Es un aliado a la hora de desarrollar nuevos productos y servicios, pues parte de la observación del consumidor en su día a día y revela la relación existente entre la persona y un producto específico. Lograr una sinergia entre ambas disciplinas permite ir de lo general a lo específico, respondiendo a las necesidades reales y emocionales de los usuarios.

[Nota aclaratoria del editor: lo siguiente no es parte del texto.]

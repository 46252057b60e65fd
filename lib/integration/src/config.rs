//! Configuration for the integration backend client.

use serde::Deserialize;

/// Where the integration backend lives and how long to wait for it.
#[derive(Debug, Clone, Deserialize)]
pub struct BackendConfig {
    /// Base URL of the backend, without a trailing `/integrations`.
    #[serde(default = "default_base_url")]
    pub base_url: String,

    /// Request timeout in seconds. A hung backend surfaces as a network
    /// failure once this elapses.
    #[serde(default = "default_timeout_seconds")]
    pub timeout_seconds: u64,
}

fn default_base_url() -> String {
    "http://localhost:8000".to_string()
}

fn default_timeout_seconds() -> u64 {
    30
}

impl Default for BackendConfig {
    fn default() -> Self {
        Self {
            base_url: default_base_url(),
            timeout_seconds: default_timeout_seconds(),
        }
    }
}
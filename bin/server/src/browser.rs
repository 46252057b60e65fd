//! Browser APIs used by the components.
//!
//! Only the hydrated build talks to the browser; the server build gets
//! no-op versions so components compile unchanged for SSR.

/// How often an authorization popup is checked for being closed.
pub const POPUP_POLL_INTERVAL_MS: u64 = 200;

/// Shows a blocking alert.
#[cfg(feature = "hydrate")]
pub fn alert(message: &str) {
    if let Some(window) = web_sys::window() {
        let _ = window.alert_with_message(message);
    }
}

#[cfg(not(feature = "hydrate"))]
pub fn alert(_message: &str) {}

/// Opens `url` in a popup named `name` and runs `on_closed` once the user
/// closes it.
///
/// Returns `false` if the popup could not be opened (e.g. blocked), in
/// which case `on_closed` never runs.
#[cfg(feature = "hydrate")]
pub fn open_popup_until_closed(url: &str, name: &str, on_closed: impl Fn() + 'static) -> bool {
    use leptos::leptos_dom::helpers::{IntervalHandle, set_interval_with_handle};
    use std::cell::Cell;
    use std::rc::Rc;
    use std::time::Duration;

    let Some(window) = web_sys::window() else {
        return false;
    };
    let popup = match window.open_with_url_and_target_and_features(url, name, "width=600,height=600")
    {
        Ok(Some(popup)) => popup,
        _ => return false,
    };

    let handle: Rc<Cell<Option<IntervalHandle>>> = Rc::new(Cell::new(None));
    let tick_handle = Rc::clone(&handle);
    let watched = popup.clone();
    let interval = set_interval_with_handle(
        move || {
            if watched.closed().unwrap_or(true)
                && let Some(interval) = tick_handle.take()
            {
                interval.clear();
                on_closed();
            }
        },
        Duration::from_millis(POPUP_POLL_INTERVAL_MS),
    );

    match interval {
        Ok(interval) => {
            handle.set(Some(interval));
            true
        }
        Err(_) => {
            let _ = popup.close();
            false
        }
    }
}

#[cfg(not(feature = "hydrate"))]
pub fn open_popup_until_closed(_url: &str, _name: &str, _on_closed: impl Fn() + 'static) -> bool {
    false
}
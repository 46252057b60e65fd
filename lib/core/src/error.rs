//! Error handling foundation for copper-kite.
//!
//! This module provides only the `Result` type alias using rootcause.
//! Each crate defines its own domain-specific error types in its own
//! error module and wraps them in a `Report` as they propagate.

use rootcause::Report;

/// A Result type alias using rootcause's Report for error handling.
pub type Result<T, C = ()> = std::result::Result<T, Report<C>>;

#[cfg(test)]
mod tests {
    use super::*;
    use crate::kind::{IntegrationKind, UnknownIntegration};

    #[test]
    fn result_type_works() {
        let ok: Result<i32> = Ok(42);
        assert_eq!(ok.expect("should be ok"), 42);
    }

    #[test]
    fn typed_report_keeps_context() {
        fn parse(name: &str) -> Result<IntegrationKind, UnknownIntegration> {
            Ok(name.parse()?)
        }

        let report = parse("Dropbox").unwrap_err();
        assert_eq!(report.current_context().name, "Dropbox");
    }
}
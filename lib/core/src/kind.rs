//! The closed set of integrations the application can connect to.
//!
//! Every integration is a variant of [`IntegrationKind`]. Names coming from
//! the outside (select controls, server function arguments) are parsed with
//! [`FromStr`]; anything outside the set is rejected with
//! [`UnknownIntegration`] rather than silently ignored.

use serde::{Deserialize, Serialize};
use std::fmt;
use std::str::FromStr;

/// An integration the backend knows how to authorize and load.
#[derive(Debug, Clone, Copy, PartialEq, Eq, Hash, Serialize, Deserialize)]
pub enum IntegrationKind {
    Notion,
    Airtable,
    Hubspot,
}

impl IntegrationKind {
    /// All integrations, in the order they are offered to the user.
    pub const ALL: [IntegrationKind; 3] = [Self::Notion, Self::Airtable, Self::Hubspot];

    /// Human-readable name, also used as the serialized form.
    #[must_use]
    pub const fn display_name(self) -> &'static str {
        match self {
            Self::Notion => "Notion",
            Self::Airtable => "Airtable",
            Self::Hubspot => "Hubspot",
        }
    }

    /// Lowercased path segment used in backend URLs.
    #[must_use]
    pub const fn slug(self) -> &'static str {
        match self {
            Self::Notion => "notion",
            Self::Airtable => "airtable",
            Self::Hubspot => "hubspot",
        }
    }

    /// Window name for the authorization popup.
    ///
    /// Distinct per integration so two flows never reuse one popup.
    #[must_use]
    pub const fn popup_name(self) -> &'static str {
        match self {
            Self::Notion => "notion_authorization",
            Self::Airtable => "airtable_authorization",
            Self::Hubspot => "hubspot_authorization",
        }
    }
}

impl fmt::Display for IntegrationKind {
    fn fmt(&self, f: &mut fmt::Formatter<'_>) -> fmt::Result {
        f.write_str(self.display_name())
    }
}

/// Error returned when a name does not match any [`IntegrationKind`].
#[derive(Debug, Clone, PartialEq, Eq)]
pub struct UnknownIntegration {
    /// The name that failed to parse.
    pub name: String,
}

impl fmt::Display for UnknownIntegration {
    fn fmt(&self, f: &mut fmt::Formatter<'_>) -> fmt::Result {
        write!(f, "Unknown integration: {}", self.name)
    }
}

impl std::error::Error for UnknownIntegration {}

impl FromStr for IntegrationKind {
    type Err = UnknownIntegration;

    fn from_str(s: &str) -> Result<Self, Self::Err> {
        let trimmed = s.trim();
        Self::ALL
            .into_iter()
            .find(|kind| kind.display_name().eq_ignore_ascii_case(trimmed))
            .ok_or_else(|| UnknownIntegration {
                name: s.to_string(),
            })
    }
}

#[cfg(test)]
mod tests {
    use super::*;

    #[test]
    fn parses_every_display_name() {
        for kind in IntegrationKind::ALL {
            let parsed: IntegrationKind = kind.display_name().parse().expect("should parse");
            assert_eq!(parsed, kind);
        }
    }

    #[test]
    fn parse_ignores_case_and_whitespace() {
        assert_eq!(
            " hubspot ".parse::<IntegrationKind>(),
            Ok(IntegrationKind::Hubspot)
        );
        assert_eq!("NOTION".parse::<IntegrationKind>(), Ok(IntegrationKind::Notion));
    }

    #[test]
    fn unknown_names_are_rejected() {
        let err = "Salesforce".parse::<IntegrationKind>().unwrap_err();
        assert_eq!(err.name, "Salesforce");
        assert_eq!(err.to_string(), "Unknown integration: Salesforce");

        assert!("".parse::<IntegrationKind>().is_err());
    }

    #[test]
    fn slug_is_lowercased_display_name() {
        for kind in IntegrationKind::ALL {
            assert_eq!(kind.slug(), kind.display_name().to_lowercase());
        }
    }

    #[test]
    fn serializes_as_display_name() {
        let json = serde_json::to_string(&IntegrationKind::Airtable).expect("serialize");
        assert_eq!(json, "\"Airtable\"");
    }
}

“Confiar solo en el Big Data incrementa la posibilidad de no ver algo y, a la vez, nos da la ilusión de saberlo todo”.
Tricia Wang

Thick Data: dos casos de éxito

niños control de televisor

Lego

Gracias a un estudio antropológico, Lego confirmó que los niños preferían los tradicionales bloques de construcción a sus nuevos muñecos articulados. Superó una crisis que casi lo lleva a la quiebra y en el 2017 fue declarada la marca más poderosa del mundo.

Netflix

El antropólogo Grant McCraken fue el que descubrió que las personas preferían ver una maratón de su serie favorita en lugar de recibir un nuevo capítulo cada semana. Este hallazgo cambió su modelo de negocio y Netflix se convirtió en el responsable y patrocinador oficial de las maratones.